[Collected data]
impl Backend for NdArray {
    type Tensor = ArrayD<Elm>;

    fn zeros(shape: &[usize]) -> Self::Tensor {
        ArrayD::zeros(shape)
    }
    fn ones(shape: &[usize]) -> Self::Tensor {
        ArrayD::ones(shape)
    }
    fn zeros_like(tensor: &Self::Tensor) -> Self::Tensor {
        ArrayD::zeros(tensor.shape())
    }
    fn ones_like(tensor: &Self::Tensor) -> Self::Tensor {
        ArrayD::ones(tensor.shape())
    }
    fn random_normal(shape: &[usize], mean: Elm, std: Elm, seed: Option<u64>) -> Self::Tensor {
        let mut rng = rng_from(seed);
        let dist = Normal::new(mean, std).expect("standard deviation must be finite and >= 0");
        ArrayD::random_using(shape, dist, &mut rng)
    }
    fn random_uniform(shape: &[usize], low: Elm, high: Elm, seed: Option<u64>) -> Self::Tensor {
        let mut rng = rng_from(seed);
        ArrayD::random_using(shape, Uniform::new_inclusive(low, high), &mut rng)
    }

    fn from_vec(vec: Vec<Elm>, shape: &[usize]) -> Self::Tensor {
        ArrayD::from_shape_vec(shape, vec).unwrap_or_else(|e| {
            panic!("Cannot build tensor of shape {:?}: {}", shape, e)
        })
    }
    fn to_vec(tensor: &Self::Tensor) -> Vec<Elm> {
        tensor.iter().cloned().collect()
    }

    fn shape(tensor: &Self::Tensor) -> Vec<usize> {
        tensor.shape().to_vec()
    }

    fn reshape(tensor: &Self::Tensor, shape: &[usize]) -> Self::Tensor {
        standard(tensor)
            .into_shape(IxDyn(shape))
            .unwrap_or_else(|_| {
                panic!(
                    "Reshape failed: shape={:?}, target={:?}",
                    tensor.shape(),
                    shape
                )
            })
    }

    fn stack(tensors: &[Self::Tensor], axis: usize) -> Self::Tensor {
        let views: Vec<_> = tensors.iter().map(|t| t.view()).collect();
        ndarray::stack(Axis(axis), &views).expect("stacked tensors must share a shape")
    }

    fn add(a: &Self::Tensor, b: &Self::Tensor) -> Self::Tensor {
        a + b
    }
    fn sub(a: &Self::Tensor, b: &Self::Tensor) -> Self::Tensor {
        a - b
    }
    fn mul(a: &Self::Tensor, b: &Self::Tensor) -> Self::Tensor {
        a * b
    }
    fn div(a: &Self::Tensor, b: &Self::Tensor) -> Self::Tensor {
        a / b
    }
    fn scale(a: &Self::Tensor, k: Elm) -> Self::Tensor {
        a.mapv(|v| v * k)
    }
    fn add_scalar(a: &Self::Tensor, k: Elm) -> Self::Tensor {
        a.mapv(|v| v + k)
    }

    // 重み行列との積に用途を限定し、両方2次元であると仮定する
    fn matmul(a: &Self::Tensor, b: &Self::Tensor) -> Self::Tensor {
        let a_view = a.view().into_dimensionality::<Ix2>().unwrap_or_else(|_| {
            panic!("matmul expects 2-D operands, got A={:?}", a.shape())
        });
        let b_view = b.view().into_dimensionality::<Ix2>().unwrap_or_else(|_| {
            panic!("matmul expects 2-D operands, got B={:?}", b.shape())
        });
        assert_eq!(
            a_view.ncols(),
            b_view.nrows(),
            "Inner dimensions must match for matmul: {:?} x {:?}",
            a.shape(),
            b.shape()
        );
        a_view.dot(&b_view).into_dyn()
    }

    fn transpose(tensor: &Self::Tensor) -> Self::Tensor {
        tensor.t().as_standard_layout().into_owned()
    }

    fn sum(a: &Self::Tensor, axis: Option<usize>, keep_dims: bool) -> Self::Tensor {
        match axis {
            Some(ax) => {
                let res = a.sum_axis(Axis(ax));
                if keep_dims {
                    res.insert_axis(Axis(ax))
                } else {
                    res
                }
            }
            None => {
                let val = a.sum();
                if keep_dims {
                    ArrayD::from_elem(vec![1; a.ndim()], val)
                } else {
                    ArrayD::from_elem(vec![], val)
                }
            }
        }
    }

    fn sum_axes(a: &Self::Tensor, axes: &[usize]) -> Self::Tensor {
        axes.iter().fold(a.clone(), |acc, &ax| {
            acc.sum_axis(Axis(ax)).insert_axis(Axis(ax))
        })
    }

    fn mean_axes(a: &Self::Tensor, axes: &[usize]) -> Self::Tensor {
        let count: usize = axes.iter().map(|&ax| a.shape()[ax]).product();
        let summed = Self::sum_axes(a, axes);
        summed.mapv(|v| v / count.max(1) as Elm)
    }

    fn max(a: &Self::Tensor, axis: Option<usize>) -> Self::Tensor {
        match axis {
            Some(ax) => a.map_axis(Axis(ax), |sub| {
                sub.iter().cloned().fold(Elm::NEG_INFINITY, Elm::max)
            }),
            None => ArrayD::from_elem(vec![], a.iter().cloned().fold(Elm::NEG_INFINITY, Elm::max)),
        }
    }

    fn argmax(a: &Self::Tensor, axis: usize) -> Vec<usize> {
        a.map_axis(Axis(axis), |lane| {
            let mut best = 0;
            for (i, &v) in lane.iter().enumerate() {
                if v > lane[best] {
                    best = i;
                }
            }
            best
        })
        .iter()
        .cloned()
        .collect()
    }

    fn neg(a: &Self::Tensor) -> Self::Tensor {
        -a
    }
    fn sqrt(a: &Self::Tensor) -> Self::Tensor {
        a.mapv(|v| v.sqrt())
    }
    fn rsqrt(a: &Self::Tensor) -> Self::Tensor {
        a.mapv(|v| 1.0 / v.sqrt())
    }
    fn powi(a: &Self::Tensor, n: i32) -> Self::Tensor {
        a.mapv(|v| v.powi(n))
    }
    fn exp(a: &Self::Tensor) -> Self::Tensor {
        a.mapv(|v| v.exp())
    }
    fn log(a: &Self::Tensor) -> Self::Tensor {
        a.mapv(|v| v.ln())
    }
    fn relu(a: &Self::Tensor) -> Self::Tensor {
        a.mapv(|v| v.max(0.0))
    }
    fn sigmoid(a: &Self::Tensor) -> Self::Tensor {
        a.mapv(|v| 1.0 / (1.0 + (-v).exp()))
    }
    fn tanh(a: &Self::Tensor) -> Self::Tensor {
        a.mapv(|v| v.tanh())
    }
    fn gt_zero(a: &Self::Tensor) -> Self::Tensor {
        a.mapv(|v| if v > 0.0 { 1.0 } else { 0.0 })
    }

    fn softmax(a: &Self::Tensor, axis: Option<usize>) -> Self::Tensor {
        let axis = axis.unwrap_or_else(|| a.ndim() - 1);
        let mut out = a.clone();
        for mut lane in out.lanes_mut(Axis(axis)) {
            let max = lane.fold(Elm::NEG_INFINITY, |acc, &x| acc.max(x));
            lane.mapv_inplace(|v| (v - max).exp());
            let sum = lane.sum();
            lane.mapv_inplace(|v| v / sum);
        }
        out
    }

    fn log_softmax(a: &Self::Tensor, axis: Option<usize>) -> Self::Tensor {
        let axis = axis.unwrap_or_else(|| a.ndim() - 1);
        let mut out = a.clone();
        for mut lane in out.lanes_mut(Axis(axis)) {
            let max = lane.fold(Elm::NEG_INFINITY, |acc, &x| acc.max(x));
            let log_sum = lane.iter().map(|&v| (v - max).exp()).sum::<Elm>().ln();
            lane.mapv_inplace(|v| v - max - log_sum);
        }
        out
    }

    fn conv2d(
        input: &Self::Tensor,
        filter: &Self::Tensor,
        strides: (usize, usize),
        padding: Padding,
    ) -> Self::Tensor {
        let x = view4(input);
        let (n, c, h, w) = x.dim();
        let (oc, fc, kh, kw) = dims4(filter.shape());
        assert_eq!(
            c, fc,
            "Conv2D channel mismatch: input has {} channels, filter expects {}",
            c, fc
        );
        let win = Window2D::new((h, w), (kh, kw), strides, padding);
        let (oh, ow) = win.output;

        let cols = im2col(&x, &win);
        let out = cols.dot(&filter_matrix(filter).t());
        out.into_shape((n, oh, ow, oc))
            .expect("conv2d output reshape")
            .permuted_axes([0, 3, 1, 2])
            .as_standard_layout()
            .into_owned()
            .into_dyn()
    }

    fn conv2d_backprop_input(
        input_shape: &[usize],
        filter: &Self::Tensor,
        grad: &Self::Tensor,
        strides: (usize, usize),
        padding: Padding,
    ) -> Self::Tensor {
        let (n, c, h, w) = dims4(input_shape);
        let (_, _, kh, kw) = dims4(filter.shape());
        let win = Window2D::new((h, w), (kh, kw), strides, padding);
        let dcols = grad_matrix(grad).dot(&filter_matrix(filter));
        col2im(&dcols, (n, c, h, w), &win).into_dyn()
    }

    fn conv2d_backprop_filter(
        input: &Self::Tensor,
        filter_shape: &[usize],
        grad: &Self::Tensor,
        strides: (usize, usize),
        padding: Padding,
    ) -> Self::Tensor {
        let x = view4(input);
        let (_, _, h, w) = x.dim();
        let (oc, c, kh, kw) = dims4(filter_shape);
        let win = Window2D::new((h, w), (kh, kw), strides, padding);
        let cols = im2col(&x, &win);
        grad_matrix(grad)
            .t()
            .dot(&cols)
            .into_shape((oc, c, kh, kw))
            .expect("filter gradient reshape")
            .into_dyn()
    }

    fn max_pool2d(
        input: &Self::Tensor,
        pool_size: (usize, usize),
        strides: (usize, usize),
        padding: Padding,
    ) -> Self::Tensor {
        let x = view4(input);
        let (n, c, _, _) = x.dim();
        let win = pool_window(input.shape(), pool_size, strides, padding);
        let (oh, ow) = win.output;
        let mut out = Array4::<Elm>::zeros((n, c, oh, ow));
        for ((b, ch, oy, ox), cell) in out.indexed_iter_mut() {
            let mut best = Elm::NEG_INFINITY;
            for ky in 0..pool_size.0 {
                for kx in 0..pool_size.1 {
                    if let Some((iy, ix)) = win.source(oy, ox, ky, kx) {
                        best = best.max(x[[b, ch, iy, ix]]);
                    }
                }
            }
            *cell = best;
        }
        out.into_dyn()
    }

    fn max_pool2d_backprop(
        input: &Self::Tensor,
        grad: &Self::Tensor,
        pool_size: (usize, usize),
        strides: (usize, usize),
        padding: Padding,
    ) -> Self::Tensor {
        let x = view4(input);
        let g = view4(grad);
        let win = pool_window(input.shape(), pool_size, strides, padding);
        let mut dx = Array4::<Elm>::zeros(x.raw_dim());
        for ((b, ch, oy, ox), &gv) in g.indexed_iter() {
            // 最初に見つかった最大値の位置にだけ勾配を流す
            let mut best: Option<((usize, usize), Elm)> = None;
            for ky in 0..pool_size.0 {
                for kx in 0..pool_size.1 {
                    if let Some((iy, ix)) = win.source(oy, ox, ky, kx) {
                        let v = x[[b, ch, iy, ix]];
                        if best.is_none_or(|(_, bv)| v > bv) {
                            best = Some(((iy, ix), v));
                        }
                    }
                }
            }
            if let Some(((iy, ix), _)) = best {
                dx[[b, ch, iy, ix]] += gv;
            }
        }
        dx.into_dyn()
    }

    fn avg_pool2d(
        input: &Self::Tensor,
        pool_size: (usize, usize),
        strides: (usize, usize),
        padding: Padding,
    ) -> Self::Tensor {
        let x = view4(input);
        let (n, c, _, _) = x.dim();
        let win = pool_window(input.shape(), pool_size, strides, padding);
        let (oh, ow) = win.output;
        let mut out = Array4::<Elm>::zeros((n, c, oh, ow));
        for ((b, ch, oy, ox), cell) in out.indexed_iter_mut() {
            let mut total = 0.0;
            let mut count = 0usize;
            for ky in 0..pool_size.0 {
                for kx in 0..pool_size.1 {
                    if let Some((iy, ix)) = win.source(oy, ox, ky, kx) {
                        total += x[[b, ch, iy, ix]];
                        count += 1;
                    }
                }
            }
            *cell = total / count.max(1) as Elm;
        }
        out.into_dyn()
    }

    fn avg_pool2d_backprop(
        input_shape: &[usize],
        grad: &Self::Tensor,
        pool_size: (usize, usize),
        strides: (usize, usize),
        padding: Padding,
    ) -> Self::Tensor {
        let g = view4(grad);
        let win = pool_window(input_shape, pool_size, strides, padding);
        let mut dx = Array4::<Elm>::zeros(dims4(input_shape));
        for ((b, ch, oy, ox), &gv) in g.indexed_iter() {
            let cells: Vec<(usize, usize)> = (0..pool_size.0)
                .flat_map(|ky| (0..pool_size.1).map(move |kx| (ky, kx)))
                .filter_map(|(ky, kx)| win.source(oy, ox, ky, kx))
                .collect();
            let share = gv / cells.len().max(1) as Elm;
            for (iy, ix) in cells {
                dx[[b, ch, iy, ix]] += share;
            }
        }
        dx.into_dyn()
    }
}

__Required work__. If a line in the data above contains the string "seed", count it; then state only the total.

__Result__. 4